▶ [Required action]:
Report how many lines below contain the word "OrderbookHistory", giving the number and no other words.

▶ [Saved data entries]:
++++
//! Runtime configuration from environment variables

use crate::stream_core::{BroadcastConfig, TailOptions};
use std::env;
use std::time::Duration;

#[derive(Debug, Clone, PartialEq)]
pub enum ConfigError {
    Invalid { var: &'static str, value: String },
}

impl std::fmt::Display for ConfigError {
    fn fmt(&self, f: &mut std::fmt::Formatter<'_>) -> std::fmt::Result {
        match self {
            ConfigError::Invalid { var, value } => write!(f, "Invalid value for {}: {:?}", var, value),
        }
    }
}

impl std::error::Error for ConfigError {}

/// Configuration for the analytics runtime
///
/// Every variable is optional; unset variables take the defaults below, set
/// but unparsable ones are an error.
#[derive(Debug, Clone, PartialEq)]
pub struct AppConfig {
    /// Path to the SQLite database holding the log and snapshot series
    pub db_path: String,

    /// Newest events kept in the log (0 = unbounded)
    pub event_log_max_len: usize,

    /// Max entries per tail read
    pub tail_batch_size: usize,

    /// Max wait per tail read before a heartbeat, in milliseconds
    pub tail_block_ms: u64,

    /// Cross-process poll interval for tail readers, in milliseconds
    pub tail_poll_interval_ms: u64,

    /// Pause after a failed tail read, in milliseconds
    pub broadcast_error_backoff_ms: u64,

    /// Per-subscriber live message buffer
    pub subscriber_channel_buffer: usize,

    /// Newest entries scanned by race and activity reports
    pub race_window_size: usize,

    /// Max first-to-last spread of a race (0 = unbounded)
    pub race_max_spread_ms: i64,

    /// Seconds between periodic reports
    pub report_interval_secs: u64,
}

impl Default for AppConfig {
    fn default() -> Self {
        Self {
            db_path: "data/detections.db".to_string(),
            event_log_max_len: 10_000,
            tail_batch_size: 10,
            tail_block_ms: 1_000,
            tail_poll_interval_ms: 250,
            broadcast_error_backoff_ms: 1_000,
            subscriber_channel_buffer: 256,
            race_window_size: 1_000,
            race_max_spread_ms: 0,
            report_interval_secs: 30,
        }
    }
}

impl AppConfig {
    /// Load configuration from environment variables
    ///
    /// Environment variables:
    /// - `DETECTION_DB_PATH` (default: data/detections.db)
    /// - `EVENT_LOG_MAX_LEN` (default: 10000)
    /// - `TAIL_BATCH_SIZE` (default: 10)
    /// - `TAIL_BLOCK_MS` (default: 1000)
    /// - `TAIL_POLL_INTERVAL_MS` (default: 250)
    /// - `BROADCAST_ERROR_BACKOFF_MS` (default: 1000)
    /// - `SUBSCRIBER_CHANNEL_BUFFER` (default: 256)
    /// - `RACE_WINDOW_SIZE` (default: 1000)
    /// - `RACE_MAX_SPREAD_MS` (default: 0)
    /// - `REPORT_INTERVAL_SECS` (default: 30)
    pub fn from_env() -> Result<Self, ConfigError> {
        Self::from_lookup(|var| env::var(var).ok())
    }

    /// Same as `from_env`, reading variables through `lookup`
    pub fn from_lookup<F>(lookup: F) -> Result<Self, ConfigError>
    where
        F: Fn(&str) -> Option<String>,
    {
        let defaults = Self::default();

        Ok(Self {
            db_path: lookup("DETECTION_DB_PATH")
                .filter(|path| !path.trim().is_empty())
                .unwrap_or(defaults.db_path),
            event_log_max_len: parse_var(&lookup, "EVENT_LOG_MAX_LEN", defaults.event_log_max_len)?,
            tail_batch_size: parse_var(&lookup, "TAIL_BATCH_SIZE", defaults.tail_batch_size)?,
            tail_block_ms: parse_var(&lookup, "TAIL_BLOCK_MS", defaults.tail_block_ms)?,
            tail_poll_interval_ms: parse_var(&lookup, "TAIL_POLL_INTERVAL_MS", defaults.tail_poll_interval_ms)?,
            broadcast_error_backoff_ms: parse_var(
                &lookup,
                "BROADCAST_ERROR_BACKOFF_MS",
                defaults.broadcast_error_backoff_ms,
            )?,
            subscriber_channel_buffer: parse_var(
                &lookup,
                "SUBSCRIBER_CHANNEL_BUFFER",
                defaults.subscriber_channel_buffer,
            )?,
            race_window_size: parse_var(&lookup, "RACE_WINDOW_SIZE", defaults.race_window_size)?,
            race_max_spread_ms: parse_var(&lookup, "RACE_MAX_SPREAD_MS", defaults.race_max_spread_ms)?,
            report_interval_secs: parse_var(&lookup, "REPORT_INTERVAL_SECS", defaults.report_interval_secs)?,
        })
    }

    pub fn tail_options(&self) -> TailOptions {
        TailOptions {
            batch_size: self.tail_batch_size,
            poll_interval: Duration::from_millis(self.tail_poll_interval_ms),
        }
    }

    pub fn broadcast_config(&self) -> BroadcastConfig {
        BroadcastConfig {
            batch_size: self.tail_batch_size,
            block: Duration::from_millis(self.tail_block_ms),
            poll_interval: Duration::from_millis(self.tail_poll_interval_ms),
            error_backoff: Duration::from_millis(self.broadcast_error_backoff_ms),
            channel_buffer: self.subscriber_channel_buffer,
        }
    }
}

fn parse_var<F, T>(lookup: &F, var: &'static str, default: T) -> Result<T, ConfigError>
where
    F: Fn(&str) -> Option<String>,
    T: std::str::FromStr,
{
    match lookup(var) {
        Some(value) => value
            .trim()
            .parse()
            .map_err(|_| ConfigError::Invalid { var, value }),
        None => Ok(default),
    }
}

#[cfg(test)]
mod tests {
    use super::*;
    use std::collections::HashMap;

    fn lookup_from(pairs: &[(&str, &str)]) -> impl Fn(&str) -> Option<String> {
        let vars: HashMap<String, String> = pairs
            .iter()
            .map(|(k, v)| (k.to_string(), v.to_string()))
            .collect();
        move |key| vars.get(key).cloned()
    }

    #[test]
    fn test_default_config() {
        let config = AppConfig::from_lookup(lookup_from(&[])).unwrap();

        assert_eq!(config, AppConfig::default());
        assert_eq!(config.db_path, "data/detections.db");
        assert_eq!(config.event_log_max_len, 10_000);
        assert_eq!(config.tail_batch_size, 10);
        assert_eq!(config.broadcast_config().block, Duration::from_secs(1));
        assert_eq!(config.broadcast_config().error_backoff, Duration::from_secs(1));
    }

    #[test]
    fn test_custom_config() {
        let config = AppConfig::from_lookup(lookup_from(&[
            ("DETECTION_DB_PATH", "/tmp/test.db"),
            ("TAIL_BATCH_SIZE", "25"),
            ("TAIL_POLL_INTERVAL_MS", "50"),
            ("RACE_MAX_SPREAD_MS", " 500 "),
        ]))
        .unwrap();

        assert_eq!(config.db_path, "/tmp/test.db");
        assert_eq!(config.race_max_spread_ms, 500);
        assert_eq!(config.tail_options().batch_size, 25);
        assert_eq!(config.tail_options().poll_interval, Duration::from_millis(50));
    }

    #[test]
    fn test_invalid_value_is_error() {
        let err = AppConfig::from_lookup(lookup_from(&[("TAIL_BLOCK_MS", "soon")])).unwrap_err();
        assert_eq!(
            err,
            ConfigError::Invalid {
                var: "TAIL_BLOCK_MS",
                value: "soon".to_string()
            }
        );
    }
}
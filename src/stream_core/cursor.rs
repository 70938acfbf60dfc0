//! Resumable tail cursor over the detection log
//!
//! Each reader owns its position. `next` blocks until something newer than the
//! position shows up, the per-call timeout passes (an idle tick), or the
//! owner cancels. Appends made through the same store handle wake the reader
//! immediately; appends from other processes are picked up by polling.

use crate::store::{Event, EventLog, StoreError, StreamId};
use std::str::FromStr;
use std::sync::Arc;
use std::time::Duration;
use tokio::sync::watch;
use tokio::time::Instant;
use tokio_util::sync::CancellationToken;

/// Where a new reader starts
#[derive(Debug, Clone, Copy, PartialEq, Eq)]
pub enum StartPosition {
    /// After whatever is the tail at open time: only entries appended later
    Latest,
    /// After an explicit id
    After(StreamId),
}

impl FromStr for StartPosition {
    type Err = crate::store::InvalidStreamId;

    fn from_str(s: &str) -> Result<Self, Self::Err> {
        match s.trim() {
            "$" | "latest" => Ok(StartPosition::Latest),
            other => Ok(StartPosition::After(other.parse()?)),
        }
    }
}

#[derive(Debug, Clone)]
pub struct TailOptions {
    /// Max entries handed out per wake
    pub batch_size: usize,
    /// How often to re-check the log when no append signal arrives
    pub poll_interval: Duration,
}

impl Default for TailOptions {
    fn default() -> Self {
        Self {
            batch_size: 10,
            poll_interval: Duration::from_millis(250),
        }
    }
}

/// Outcome of one `next` call
#[derive(Debug, Clone, PartialEq)]
pub enum TailRead {
    /// Non-empty, ascending by id
    Batch(Vec<Event>),
    /// Nothing new within the timeout
    Idle,
    /// The owner closed the reader
    Cancelled,
}

pub struct TailReader {
    log: Arc<dyn EventLog>,
    position: StreamId,
    options: TailOptions,
    appends: Option<watch::Receiver<StreamId>>,
    cancel: CancellationToken,
}

impl TailReader {
    pub async fn open(
        log: Arc<dyn EventLog>,
        start: StartPosition,
        options: TailOptions,
    ) -> Result<Self, StoreError> {
        Self::open_with_cancel(log, start, options, CancellationToken::new()).await
    }

    /// Open a reader that stops when `cancel` fires
    pub async fn open_with_cancel(
        log: Arc<dyn EventLog>,
        start: StartPosition,
        options: TailOptions,
        cancel: CancellationToken,
    ) -> Result<Self, StoreError> {
        // Subscribe before resolving the tail so no append slips between the two
        let appends = log.subscribe_appends();
        let position = match start {
            StartPosition::Latest => log.last_id().await?.unwrap_or(StreamId::ORIGIN),
            StartPosition::After(id) => id,
        };

        log::debug!("📖 Tail reader opened at {}", position);

        Ok(Self {
            log,
            position,
            options: TailOptions {
                batch_size: options.batch_size.max(1),
                ..options
            },
            appends,
            cancel,
        })
    }

    /// Id of the last entry handed out (or the start position)
    pub fn position(&self) -> StreamId {
        self.position
    }

    pub fn cancel_token(&self) -> CancellationToken {
        self.cancel.clone()
    }

    /// Stop the reader; an in-flight `next` returns `Cancelled` right away
    pub fn close(&self) {
        self.cancel.cancel();
    }

    pub fn is_closed(&self) -> bool {
        self.cancel.is_cancelled()
    }

    /// Wait up to `timeout` for entries newer than the current position
    ///
    /// Malformed entries are consumed (the position moves past them) but never
    /// returned. A read failure is returned as-is and leaves the position
    /// untouched, so the next call retries the same range.
    pub async fn next(&mut self, timeout: Duration) -> Result<TailRead, StoreError> {
        let deadline = Instant::now() + timeout;

        loop {
            if self.cancel.is_cancelled() {
                return Ok(TailRead::Cancelled);
            }

            let entries = self
                .log
                .read_after(self.position, self.options.batch_size)
                .await?;

            if let Some(last) = entries.last() {
                self.position = last.id;
                let events: Vec<Event> = entries
                    .iter()
                    .filter_map(|entry| match Event::from_entry(entry) {
                        Ok(event) => Some(event),
                        Err(e) => {
                            log::debug!("⚠️  Skipping malformed entry {}: {}", entry.id, e);
                            None
                        }
                    })
                    .collect();

                if !events.is_empty() {
                    return Ok(TailRead::Batch(events));
                }
                continue;
            }

            let now = Instant::now();
            if now >= deadline {
                return Ok(TailRead::Idle);
            }
            let wait = (deadline - now).min(self.options.poll_interval);

            tokio::select! {
                _ = self.cancel.cancelled() => return Ok(TailRead::Cancelled),
                _ = wait_for_append(&mut self.appends) => {}
                _ = tokio::time::sleep(wait) => {}
            }
        }
    }
}

async fn wait_for_append(appends: &mut Option<watch::Receiver<StreamId>>) {
    match appends {
        Some(rx) => {
            if rx.changed().await.is_err() {
                // Store handle dropped; polling still covers us
                std::future::pending::<()>().await
            }
        }
        None => std::future::pending::<()>().await,
    }
}
//! Historical scans over a token's orderbook snapshot series

use super::price_level::{level_price, shape_name};
use crate::store::{RawSnapshot, SnapshotSeries, StoreError};
use serde::Serialize;
use serde_json::{Map, Value};
use std::sync::Arc;

pub const DEFAULT_HISTORY_LIMIT: usize = 100;
/// Snapshots examined by a best-price scan
pub const BEST_PRICE_SCAN: usize = 100;
const SAMPLE_COUNT: usize = 3;
const RAW_PREVIEW_CHARS: usize = 200;

#[derive(Debug, Clone, PartialEq, Serialize)]
pub struct OrderbookHistory {
    pub token_id: String,
    /// Payload objects, newest first, each with `_timestamp` set to its score
    pub snapshots: Vec<Value>,
    pub total_snapshots: u64,
}

#[derive(Debug, Clone, PartialEq, Serialize)]
pub struct TargetSearch {
    pub target_price: f64,
    pub target_found: bool,
    pub target_found_timestamp: Option<i64>,
    pub target_found_price: Option<f64>,
}

#[derive(Debug, Clone, PartialEq, Serialize)]
pub struct BestPriceReport {
    pub token_id: String,
    pub best_price: Option<f64>,
    pub best_timestamp: Option<i64>,
    pub current_price: Option<f64>,
    pub difference: Option<f64>,
    pub snapshots_checked: usize,
    #[serde(flatten, skip_serializing_if = "Option::is_none")]
    pub target: Option<TargetSearch>,
}

#[derive(Debug, Clone, PartialEq, Serialize)]
#[serde(untagged)]
pub enum SnapshotSample {
    Parsed {
        timestamp: i64,
        asks_count: usize,
        asks_sample: Option<Vec<Value>>,
        asks_type: Option<&'static str>,
        raw_keys: Vec<String>,
    },
    Unparsable {
        error: String,
        raw: String,
    },
}

#[derive(Debug, Clone, PartialEq, Serialize)]
pub struct SampleReport {
    pub token_id: String,
    pub samples: Vec<SnapshotSample>,
}

pub struct OrderbookAnalyzer {
    series: Arc<dyn SnapshotSeries>,
}

impl OrderbookAnalyzer {
    pub fn new(series: Arc<dyn SnapshotSeries>) -> Self {
        Self { series }
    }

    /// Newest `limit` snapshots, `Ok(None)` for an unknown token
    ///
    /// A `limit` of 0 returns the whole series.
    ///
    /// Without `include_empty`, snapshots with neither asks nor bids are
    /// dropped. If that leaves nothing, the newest snapshot is returned alone
    /// so the caller still sees what the book last looked like.
    pub async fn history(
        &self,
        token_id: &str,
        limit: usize,
        include_empty: bool,
    ) -> Result<Option<OrderbookHistory>, StoreError> {
        if !self.series.series_exists(token_id).await? {
            return Ok(None);
        }

        let limit = if limit == 0 { usize::MAX } else { limit };
        let entries = self.series.read_newest_snapshots(token_id, limit).await?;

        let mut snapshots: Vec<Value> = entries
            .iter()
            .filter_map(annotated)
            .filter(|payload| include_empty || has_levels(payload, "asks") || has_levels(payload, "bids"))
            .collect();

        if snapshots.is_empty() {
            if let Some(newest) = entries.first().and_then(annotated) {
                snapshots.push(newest);
            }
        }

        let total_snapshots = self.series.snapshot_count(token_id).await?;

        Ok(Some(OrderbookHistory {
            token_id: token_id.to_string(),
            snapshots,
            total_snapshots,
        }))
    }

    /// Lowest first-ask price across the newest snapshots
    ///
    /// With a target, also finds the most recent snapshot whose first ask was
    /// at or below it.
    pub async fn best_price(
        &self,
        token_id: &str,
        target_price: Option<f64>,
    ) -> Result<Option<BestPriceReport>, StoreError> {
        if !self.series.series_exists(token_id).await? {
            return Ok(None);
        }

        let entries = self.series.read_newest_snapshots(token_id, BEST_PRICE_SCAN).await?;
        Ok(Some(scan_best_price(token_id, &entries, target_price)))
    }

    /// Raw-format samples of the newest snapshots
    pub async fn samples(&self, token_id: &str) -> Result<Option<SampleReport>, StoreError> {
        if !self.series.series_exists(token_id).await? {
            return Ok(None);
        }

        let entries = self.series.read_newest_snapshots(token_id, SAMPLE_COUNT).await?;
        let samples = entries.iter().map(sample).collect();

        Ok(Some(SampleReport {
            token_id: token_id.to_string(),
            samples,
        }))
    }
}

/// Best-price scan over snapshots ordered newest first
pub fn scan_best_price(token_id: &str, entries: &[RawSnapshot], target_price: Option<f64>) -> BestPriceReport {
    let mut current_price: Option<f64> = None;
    let mut best: Option<(f64, i64)> = None;
    let mut target_hit: Option<(f64, i64)> = None;

    for snapshot in entries {
        let price = match first_ask_price(snapshot) {
            Some(price) => price,
            None => continue,
        };

        if current_price.is_none() {
            current_price = Some(price);
        }
        if best.map_or(true, |(best_price, _)| price < best_price) {
            best = Some((price, snapshot.score));
        }
        if let Some(target) = target_price {
            if price <= target && target_hit.is_none() {
                target_hit = Some((price, snapshot.score));
            }
        }
    }

    let difference = match (current_price, best) {
        (Some(current), Some((best_price, _))) => Some(round4(current - best_price)),
        _ => None,
    };

    BestPriceReport {
        token_id: token_id.to_string(),
        best_price: best.map(|(price, _)| price),
        best_timestamp: best.map(|(_, ts)| ts),
        current_price,
        difference,
        snapshots_checked: entries.len(),
        target: target_price.map(|target| TargetSearch {
            target_price: target,
            target_found: target_hit.is_some(),
            target_found_timestamp: target_hit.map(|(_, ts)| ts),
            target_found_price: target_hit.map(|(price, _)| price),
        }),
    }
}

fn first_ask_price(snapshot: &RawSnapshot) -> Option<f64> {
    let payload: Value = serde_json::from_str(&snapshot.payload).ok()?;
    let first = payload.get("asks")?.as_array()?.first()?;
    level_price(first).ok()
}

fn round4(value: f64) -> f64 {
    (value * 10_000.0).round() / 10_000.0
}

/// Parse a payload object and stamp it with its score
fn annotated(snapshot: &RawSnapshot) -> Option<Value> {
    let mut payload: Map<String, Value> = match serde_json::from_str(&snapshot.payload) {
        Ok(Value::Object(map)) => map,
        _ => return None,
    };
    payload.insert("_timestamp".to_string(), Value::from(snapshot.score));
    Some(Value::Object(payload))
}

fn has_levels(payload: &Value, side: &str) -> bool {
    payload
        .get(side)
        .and_then(Value::as_array)
        .map_or(false, |levels| !levels.is_empty())
}

fn sample(snapshot: &RawSnapshot) -> SnapshotSample {
    let payload: Map<String, Value> = match serde_json::from_str::<Value>(&snapshot.payload) {
        Ok(Value::Object(map)) => map,
        Ok(other) => {
            return SnapshotSample::Unparsable {
                error: format!("payload is a JSON {}, not an object", shape_name(&other)),
                raw: preview(&snapshot.payload),
            }
        }
        Err(e) => {
            return SnapshotSample::Unparsable {
                error: e.to_string(),
                raw: preview(&snapshot.payload),
            }
        }
    };

    let asks: &[Value] = payload
        .get("asks")
        .and_then(Value::as_array)
        .map(Vec::as_slice)
        .unwrap_or_default();

    SnapshotSample::Parsed {
        timestamp: snapshot.score,
        asks_count: asks.len(),
        asks_sample: (!asks.is_empty()).then(|| asks.iter().take(2).cloned().collect()),
        asks_type: asks.first().map(shape_name),
        raw_keys: payload.keys().cloned().collect(),
    }
}

fn preview(raw: &str) -> String {
    raw.chars().take(RAW_PREVIEW_CHARS).collect()
}

#[cfg(test)]
mod tests {
    use super::*;
    use crate::store::SqliteLogStore;
    use serde_json::json;
    use tempfile::tempdir;

    fn open_store(dir: &tempfile::TempDir) -> Arc<SqliteLogStore> {
        Arc::new(SqliteLogStore::open(dir.path().join("books.db")).unwrap())
    }

    /// Asks listed newest to oldest; scores count down from 300
    fn seed_asks(store: &SqliteLogStore, token: &str, asks: &[f64]) {
        for (i, price) in asks.iter().enumerate().rev() {
            let score = 300 - (i as i64) * 100;
            store
                .add_snapshot_json(token, score, &json!({"asks": [[price, 10]], "bids": []}))
                .unwrap();
        }
    }

    #[tokio::test]
    async fn test_best_price_current_and_difference() {
        let dir = tempdir().unwrap();
        let store = open_store(&dir);
        seed_asks(&store, "X", &[1.2, 0.9, 1.5]);

        let analyzer = OrderbookAnalyzer::new(store);
        let report = analyzer.best_price("X", None).await.unwrap().unwrap();

        assert_eq!(report.current_price, Some(1.2));
        assert_eq!(report.best_price, Some(0.9));
        assert_eq!(report.best_timestamp, Some(200));
        assert_eq!(report.difference, Some(0.3));
        assert_eq!(report.snapshots_checked, 3);
        assert!(report.target.is_none());
    }

    #[tokio::test]
    async fn test_best_price_target() {
        let dir = tempdir().unwrap();
        let store = open_store(&dir);
        seed_asks(&store, "X", &[1.2, 0.9, 1.5]);

        let analyzer = OrderbookAnalyzer::new(store);
        let hit = analyzer.best_price("X", Some(1.0)).await.unwrap().unwrap();
        let target = hit.target.unwrap();
        assert!(target.target_found);
        assert_eq!(target.target_found_price, Some(0.9));
        assert_eq!(target.target_found_timestamp, Some(200));

        let miss = analyzer.best_price("X", Some(0.5)).await.unwrap().unwrap();
        let target = miss.target.unwrap();
        assert!(!target.target_found);
        assert_eq!(target.target_found_price, None);
    }

    #[tokio::test]
    async fn test_best_price_is_stable() {
        let dir = tempdir().unwrap();
        let store = open_store(&dir);
        seed_asks(&store, "X", &[0.7, 0.6, 0.8, 0.65]);

        let analyzer = OrderbookAnalyzer::new(store);
        let first = analyzer.best_price("X", Some(0.66)).await.unwrap();
        let second = analyzer.best_price("X", Some(0.66)).await.unwrap();
        assert_eq!(first, second);
        assert!(first.unwrap().difference.unwrap() >= 0.0);
    }

    #[tokio::test]
    async fn test_best_price_skips_bad_asks() {
        let dir = tempdir().unwrap();
        let store = open_store(&dir);
        store.add_snapshot("X", 100, r#"{"asks": [{"p": "0.4"}]}"#).unwrap();
        store.add_snapshot("X", 200, r#"{"asks": [[0, 5]]}"#).unwrap();
        store.add_snapshot("X", 300, "not json").unwrap();
        store.add_snapshot("X", 400, r#"{"bids": [[0.3, 1]]}"#).unwrap();

        let analyzer = OrderbookAnalyzer::new(store);
        let report = analyzer.best_price("X", None).await.unwrap().unwrap();
        assert_eq!(report.current_price, Some(0.4));
        assert_eq!(report.best_price, Some(0.4));
        assert_eq!(report.difference, Some(0.0));
        assert_eq!(report.snapshots_checked, 4);
    }

    #[tokio::test]
    async fn test_unknown_series_is_absent() {
        let dir = tempdir().unwrap();
        let analyzer = OrderbookAnalyzer::new(open_store(&dir));

        assert!(analyzer.best_price("nope", None).await.unwrap().is_none());
        assert!(analyzer.history("nope", 100, false).await.unwrap().is_none());
        assert!(analyzer.samples("nope").await.unwrap().is_none());
    }

    #[tokio::test]
    async fn test_history_falls_back_to_newest_empty() {
        let dir = tempdir().unwrap();
        let store = open_store(&dir);
        store.add_snapshot_json("X", 100, &json!({"asks": [], "bids": []})).unwrap();
        store.add_snapshot_json("X", 200, &json!({"asks": []})).unwrap();

        let analyzer = OrderbookAnalyzer::new(store);
        let history = analyzer.history("X", DEFAULT_HISTORY_LIMIT, false).await.unwrap().unwrap();

        assert_eq!(history.total_snapshots, 2);
        assert_eq!(history.snapshots, vec![json!({"asks": [], "_timestamp": 200})]);

        let everything = analyzer.history("X", DEFAULT_HISTORY_LIMIT, true).await.unwrap().unwrap();
        assert_eq!(everything.snapshots.len(), 2);
    }

    #[tokio::test]
    async fn test_history_filters_and_annotates() {
        let dir = tempdir().unwrap();
        let store = open_store(&dir);
        store.add_snapshot_json("X", 100, &json!({"asks": [[0.5, 1]]})).unwrap();
        store.add_snapshot_json("X", 200, &json!({"asks": []})).unwrap();
        store.add_snapshot("X", 300, "{broken").unwrap();
        store.add_snapshot_json("X", 400, &json!({"bids": [[0.4, 1]]})).unwrap();

        let analyzer = OrderbookAnalyzer::new(store);
        let history = analyzer.history("X", 10, false).await.unwrap().unwrap();

        let stamps: Vec<i64> = history
            .snapshots
            .iter()
            .map(|s| s["_timestamp"].as_i64().unwrap())
            .collect();
        assert_eq!(stamps, vec![400, 100]);
        assert_eq!(history.total_snapshots, 4);

        let limited = analyzer.history("X", 1, false).await.unwrap().unwrap();
        assert_eq!(limited.snapshots.len(), 1);
        assert_eq!(limited.total_snapshots, 4);
    }

    #[tokio::test]
    async fn test_history_zero_limit_is_whole_series() {
        let dir = tempdir().unwrap();
        let store = open_store(&dir);
        for score in [100, 200, 300] {
            store.add_snapshot_json("X", score, &json!({"asks": [[0.5, 1]]})).unwrap();
        }

        let analyzer = OrderbookAnalyzer::new(store);
        let history = analyzer.history("X", 0, true).await.unwrap().unwrap();

        let stamps: Vec<i64> = history
            .snapshots
            .iter()
            .map(|s| s["_timestamp"].as_i64().unwrap())
            .collect();
        assert_eq!(stamps, vec![300, 200, 100]);
    }

    #[tokio::test]
    async fn test_samples_describe_format() {
        let dir = tempdir().unwrap();
        let store = open_store(&dir);
        store.add_snapshot_json("X", 100, &json!({"asks": [[0.5, 1], [0.6, 2], [0.7, 3]]})).unwrap();
        store.add_snapshot("X", 200, "garbage payload").unwrap();

        let analyzer = OrderbookAnalyzer::new(store);
        let report = analyzer.samples("X").await.unwrap().unwrap();
        assert_eq!(report.samples.len(), 2);

        assert!(matches!(
            &report.samples[0],
            SnapshotSample::Unparsable { raw, .. } if raw == "garbage payload"
        ));
        match &report.samples[1] {
            SnapshotSample::Parsed {
                timestamp,
                asks_count,
                asks_sample,
                asks_type,
                raw_keys,
            } => {
                assert_eq!(*timestamp, 100);
                assert_eq!(*asks_count, 3);
                assert_eq!(asks_sample.as_ref().map(Vec::len), Some(2));
                assert_eq!(*asks_type, Some("array"));
                assert_eq!(raw_keys, &vec!["asks".to_string()]);
            }
            other => panic!("expected parsed sample, got {:?}", other),
        }
    }
}
//! Detection analytics
//!
//! Independent detector processes append "token X seen N times" records to a
//! shared log; scrapers append orderbook snapshots per token. This crate tails
//! that log for live observers and answers historical questions about it.
//!
//! ```text
//! SqliteLogStore ──▶ stream_core::LiveBroadcaster ──▶ subscribers
//!       │
//!       └────────▶ analytics::{RaceDetector, ContainerActivity,
//!                             OrderbookAnalyzer, Overview}
//! ```

pub mod analytics;
pub mod config;
pub mod sqlite_pragma;
pub mod store;
pub mod stream_core;

pub use config::{AppConfig, ConfigError};
pub use store::{DetectionRecord, Event, LogEntry, SqliteLogStore, StoreError, StreamId};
++++
▶ [Output of the task]:
3